● PROBLEM REQUIREMENTS:
Take the data below and filter it for lines containing the word "ExitCode"; show each line found.

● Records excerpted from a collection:
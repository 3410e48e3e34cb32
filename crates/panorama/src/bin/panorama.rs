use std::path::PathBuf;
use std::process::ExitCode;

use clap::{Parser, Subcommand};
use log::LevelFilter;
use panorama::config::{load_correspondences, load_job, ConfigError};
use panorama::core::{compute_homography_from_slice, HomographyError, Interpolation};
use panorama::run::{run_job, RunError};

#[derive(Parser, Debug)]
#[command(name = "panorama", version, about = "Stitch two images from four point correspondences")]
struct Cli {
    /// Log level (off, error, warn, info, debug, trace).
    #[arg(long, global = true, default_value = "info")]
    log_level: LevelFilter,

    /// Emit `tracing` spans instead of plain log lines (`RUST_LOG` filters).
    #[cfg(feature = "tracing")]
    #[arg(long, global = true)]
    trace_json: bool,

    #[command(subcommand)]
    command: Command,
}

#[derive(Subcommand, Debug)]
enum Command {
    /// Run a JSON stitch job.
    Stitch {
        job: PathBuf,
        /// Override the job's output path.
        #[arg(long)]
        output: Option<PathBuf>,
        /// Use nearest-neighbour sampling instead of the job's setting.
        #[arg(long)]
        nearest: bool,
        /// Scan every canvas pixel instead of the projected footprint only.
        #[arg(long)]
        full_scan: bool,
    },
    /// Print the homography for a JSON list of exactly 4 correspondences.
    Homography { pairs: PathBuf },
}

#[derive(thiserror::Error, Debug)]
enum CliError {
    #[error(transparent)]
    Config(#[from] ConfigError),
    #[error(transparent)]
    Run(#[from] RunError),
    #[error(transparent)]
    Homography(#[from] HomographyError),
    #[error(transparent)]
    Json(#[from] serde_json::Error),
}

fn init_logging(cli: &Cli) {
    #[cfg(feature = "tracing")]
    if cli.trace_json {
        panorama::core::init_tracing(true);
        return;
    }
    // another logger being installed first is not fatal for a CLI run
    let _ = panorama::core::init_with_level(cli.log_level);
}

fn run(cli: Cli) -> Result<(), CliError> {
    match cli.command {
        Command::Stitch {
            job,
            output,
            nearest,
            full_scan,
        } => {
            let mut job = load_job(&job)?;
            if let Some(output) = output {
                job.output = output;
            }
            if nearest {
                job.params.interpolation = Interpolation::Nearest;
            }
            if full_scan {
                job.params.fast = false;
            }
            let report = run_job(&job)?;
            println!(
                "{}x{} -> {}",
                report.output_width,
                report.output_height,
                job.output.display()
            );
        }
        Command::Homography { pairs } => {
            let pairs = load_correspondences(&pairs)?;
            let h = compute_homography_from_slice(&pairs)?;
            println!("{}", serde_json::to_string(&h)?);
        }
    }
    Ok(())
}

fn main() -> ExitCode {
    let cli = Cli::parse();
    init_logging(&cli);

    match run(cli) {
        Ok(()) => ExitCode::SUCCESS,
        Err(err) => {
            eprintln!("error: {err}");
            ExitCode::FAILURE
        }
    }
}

● RESULT OF THIS EXERCISE:
use std::process::ExitCode;
fn main() -> ExitCode {
        Ok(()) => ExitCode::SUCCESS,
            ExitCode::FAILURE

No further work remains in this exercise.